Small article with pictures of the inside
https://translate.google.com/translate?sl=auto&tl=en&js=y&prev=_t&hl=en&ie=UTF-8&u=https%3A%2F%2Fwww.bonedo.de%2Fartikel%2Feinzelansicht%2Frupert-neve-designs-rnd-rnhp-test.html&edit-text=&act=url


----------



## hifimckinney

nick n said:


> Small article with pictures of the inside
> https://translate.google.com/translate?sl=auto&tl=en&js=y&prev=_t&hl=en&ie=UTF-8&u=https%3A%2F%2Fwww.bonedo.de%2Fartikel%2Feinzelansicht%2Frupert-neve-designs-rnd-rnhp-test.html&edit-text=&act=url


 
 Thanks for the link. I have ordered both and will share my experience soon; sometime next week. One has to go back so, I will share why I am sending what back .


----------



## Mediahound

Does anyone else find it a bit strange that this amp has both balanced and single-ended inputs but no balanced headphone output?


----------



## Andrew Rieger

I don't think balanced headphones are used too often in a studio environment but I could be completely wrong. Aren't Sony 7506's and Beyerdynamic's the studio headphone of choice? Other than the 2nd Gen T1, I don't think Beyer even makes other balanced headphones. This amp does seem to have been made with studio monitoring in mind rather than home use.


----------



## hifimckinney

andrew rieger said:


> I'm struggling with the same dilemma myself. Hope someone here eventually gets around to doing a side by side.


 
  
  
 I got both today side by side and I liked the RNHP. Very neutral, true to the source. The word 'PRECISION' is very right for this amplifier.
  
 There is nothing that I did not like in Jotunheim just that for my taste, RNHP was better. I tested them with HE560 and HD650. Jotunheim is powerful but RNHP had sufficient power to drive these.


----------



## Edric Li

hifimckinney said:


> andrew rieger said:
> 
> 
> > I'm struggling with the same dilemma myself.
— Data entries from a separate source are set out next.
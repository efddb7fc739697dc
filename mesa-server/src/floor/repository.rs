//! Floor plan repository
//!
//! redb-backed CRUD for dining tables and zones. Keys are snowflake IDs,
//! values JSON-serialized models.

use redb::{Database, ReadableDatabase, ReadableTable, TableDefinition};
use shared::models::{
    DiningTable, DiningTableCreate, DiningTableUpdate, Zone, ZoneCreate, ZoneUpdate,
};
use shared::util::snowflake_id;
use std::sync::Arc;

use crate::db::{StorageError, StorageResult};

/// Table for dining tables: key = table id, value = JSON-serialized DiningTable
const DINING_TABLES: TableDefinition<i64, &[u8]> = TableDefinition::new("dining_tables");

/// Table for zones: key = zone id, value = JSON-serialized Zone
const ZONES: TableDefinition<i64, &[u8]> = TableDefinition::new("zones");

#[derive(Clone)]
pub struct FloorRepository {
    db: Arc<Database>,
}

impl FloorRepository {
    pub fn new(db: Arc<Database>) -> StorageResult<Self> {
        let txn = db.begin_write()?;
        {
            let _ = txn.open_table(DINING_TABLES)?;
            let _ = txn.open_table(ZONES)?;
        }
        txn.commit()?;
        Ok(Self { db })
    }

    // ========== Dining tables ==========

    /// Find all active dining tables, sorted by name
    pub fn find_all_tables(&self) -> StorageResult<Vec<DiningTable>> {
        let txn = self.db.begin_read()?;
        let table = txn.open_table(DINING_TABLES)?;
        let mut tables = Vec::new();
        for entry in table.iter()? {
            let (_, value) = entry?;
            let t: DiningTable = serde_json::from_slice(value.value())?;
            if t.is_active {
                tables.push(t);
            }
        }
        tables.sort_by(|a, b| a.name.cmp(&b.name));
        Ok(tables)
    }

    /// Find table by id
    pub fn find_table(&self, id: i64) -> StorageResult<Option<DiningTable>> {
        let txn = self.db.begin_read()?;
        let table = txn.open_table(DINING_TABLES)?;
        match table.get(id)? {
            Some(value) => Ok(Some(serde_json::from_slice(value.value())?)),
            None => Ok(None),
        }
    }

    fn find_by_name_in_zone(&self, zone_id: i64, name: &str) -> StorageResult<Option<DiningTable>> {
        Ok(self
            .find_all_tables()?
            .into_iter()
            .find(|t| t.zone_id == zone_id && t.name == name))
    }

    /// Create a new dining table
    pub fn create_table(&self, data: DiningTableCreate) -> StorageResult<DiningTable> {
        // Check duplicate name in same zone
        if self.find_by_name_in_zone(data.zone_id, &data.name)?.is_some() {
            return Err(StorageError::Duplicate(format!(
                "Table '{}' already exists in this zone",
                data.name
            )));
        }

        let table = DiningTable {
            id: snowflake_id(),
            name: data.name,
            zone_id: data.zone_id,
            capacity: data.capacity.unwrap_or(4),
            min_capacity: data.min_capacity.unwrap_or(1),
            combinable_with: data.combinable_with.unwrap_or_default(),
            out_of_service: false,
            is_active: true,
        };

        self.put_table(&table)?;
        Ok(table)
    }

    /// Update a dining table
    pub fn update_table(&self, id: i64, data: DiningTableUpdate) -> StorageResult<DiningTable> {
        let mut existing = self
            .find_table(id)?
            .ok_or_else(|| StorageError::NotFound(format!("Dining table {id} not found")))?;

        if let Some(name) = data.name {
            existing.name = name;
        }
        if let Some(zone_id) = data.zone_id {
            existing.zone_id = zone_id;
        }
        if let Some(capacity) = data.capacity {
            existing.capacity = capacity;
        }
        if let Some(min_capacity) = data.min_capacity {
            existing.min_capacity = min_capacity;
        }
        if let Some(combinable_with) = data.combinable_with {
            existing.combinable_with = combinable_with;
        }
        if let Some(out_of_service) = data.out_of_service {
            existing.out_of_service = out_of_service;
        }
        if let Some(is_active) = data.is_active {
            existing.is_active = is_active;
        }

        self.put_table(&existing)?;
        Ok(existing)
    }

    /// Soft delete a dining table (history keeps referencing the id)
    pub fn delete_table(&self, id: i64) -> StorageResult<bool> {
        match self.find_table(id)? {
            Some(mut table) => {
                table.is_active = false;
                self.put_table(&table)?;
                Ok(true)
            }
            None => Ok(false),
        }
    }

    fn put_table(&self, table: &DiningTable) -> StorageResult<()> {
        let bytes = serde_json::to_vec(table)?;
        let txn = self.db.begin_write()?;
        {
            let mut t = txn.open_table(DINING_TABLES)?;
            t.insert(table.id, bytes.as_slice())?;
        }
        txn.commit()?;
        Ok(())
    }

    // ========== Zones ==========

    /// Find all zones, sorted by name
    pub fn find_all_zones(&self) -> StorageResult<Vec<Zone>> {
        let txn = self.db.begin_read()?;
        let table = txn.open_table(ZONES)?;
        let mut zones = Vec::new();
        for entry in table.iter()? {
            let (_, value) = entry?;
            zones.push(serde_json::from_slice::<Zone>(value.value())?);
        }
        zones.sort_by(|a, b| a.name.cmp(&b.name));
        Ok(zones)
    }

    /// Find zone by id
    pub fn find_zone(&self, id: i64) -> StorageResult<Option<Zone>> {
        let txn = self.db.begin_read()?;
        let table = txn.open_table(ZONES)?;
        match table.get(id)? {
            Some(value) => Ok(Some(serde_json::from_slice(value.value())?)),
            None => Ok(None),
        }
    }

    /// Create a new zone
    pub fn create_zone(&self, data: ZoneCreate) -> StorageResult<Zone> {
        let zone = Zone {
            id: snowflake_id(),
            name: data.name,
            description: data.description,
        };
        self.put_zone(&zone)?;
        Ok(zone)
    }

    /// Update a zone
    pub fn update_zone(&self, id: i64, data: ZoneUpdate) -> StorageResult<Zone> {
        let mut existing = self
            .find_zone(id)?
            .ok_or_else(|| StorageError::NotFound(format!("Zone {id} not found")))?;
        if let Some(name) = data.name {
            existing.name = name;
        }
        if let Some(description) = data.description {
            existing.description = Some(description);
        }
        self.put_zone(&existing)?;
        Ok(existing)
    }

    /// Hard delete a zone
    ///
    /// Refused while any active table still references the zone; the check
    /// runs inside the write transaction so a concurrent table create cannot
    /// slip in between check and removal.
    pub fn delete_zone(&self, id: i64) -> StorageResult<bool> {
        let txn = self.db.begin_write()?;
        let removed = {
            let tables = txn.open_table(DINING_TABLES)?;
            for entry in tables.iter()? {
                let (_, value) = entry?;
                let t: DiningTable = serde_json::from_slice(value.value())?;
                if t.is_active && t.zone_id == id {
                    return Err(StorageError::InUse(format!(
                        "Zone {id} still has active tables"
                    )));
                }
            }
            let mut zones = txn.open_table(ZONES)?;
            zones.remove(id)?.is_some()
        };
        txn.commit()?;
        Ok(removed)
    }

    fn put_zone(&self, zone: &Zone) -> StorageResult<()> {
        let bytes = serde_json::to_vec(zone)?;
        let txn = self.db.begin_write()?;
        {
            let mut t = txn.open_table(ZONES)?;
            t.insert(zone.id, bytes.as_slice())?;
        }
        txn.commit()?;
        Ok(())
    }
}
Hope someone here eventually gets around to doing a side by side.
> ...


 
  
 Could you please elaborate more on their difference?


----------



## hifimckinney

edric li said:


> Could you please elaborate more on their difference?


 
 That is a difficult task because my vocabulary is limited and I do not want to do something that will hurt Jotunheim fans. Joti is clean but RNHP is cleaner. Size of intruments are more precise because Joti seems to be doing something that beings everything on the same plane whereas RNHP places the instruments, voices and reverberations precisely in a true three-dimensional sound stage. In fact with RNHP, you can say that you are listening to NO EQUIPMENT. Not sure it this helped .


----------



## Pacifica

Just ordered one, can't wait to compare it to my Lyr 2 using my Nighthawks!


----------



## NewEinstein

I had a friend listening to the Schiit Jotunheim and the RNHP at CanJam in Denver last weekend using the same headphones (Audeze LCD-XC) and he clearly preferred the RNHP. I only had a quick listen to the Jot - and that with a headphone I am not used to - so I cant say much about it. But it did not really convince me.


----------



## Andrew Rieger

Any thoughts on a linear power supply for this unit? I sort of hate wall warts.


----------



## NewEinstein

andrew rieger said:


> Any thoughts on a linear power supply for this unit? I sort of hate wall warts.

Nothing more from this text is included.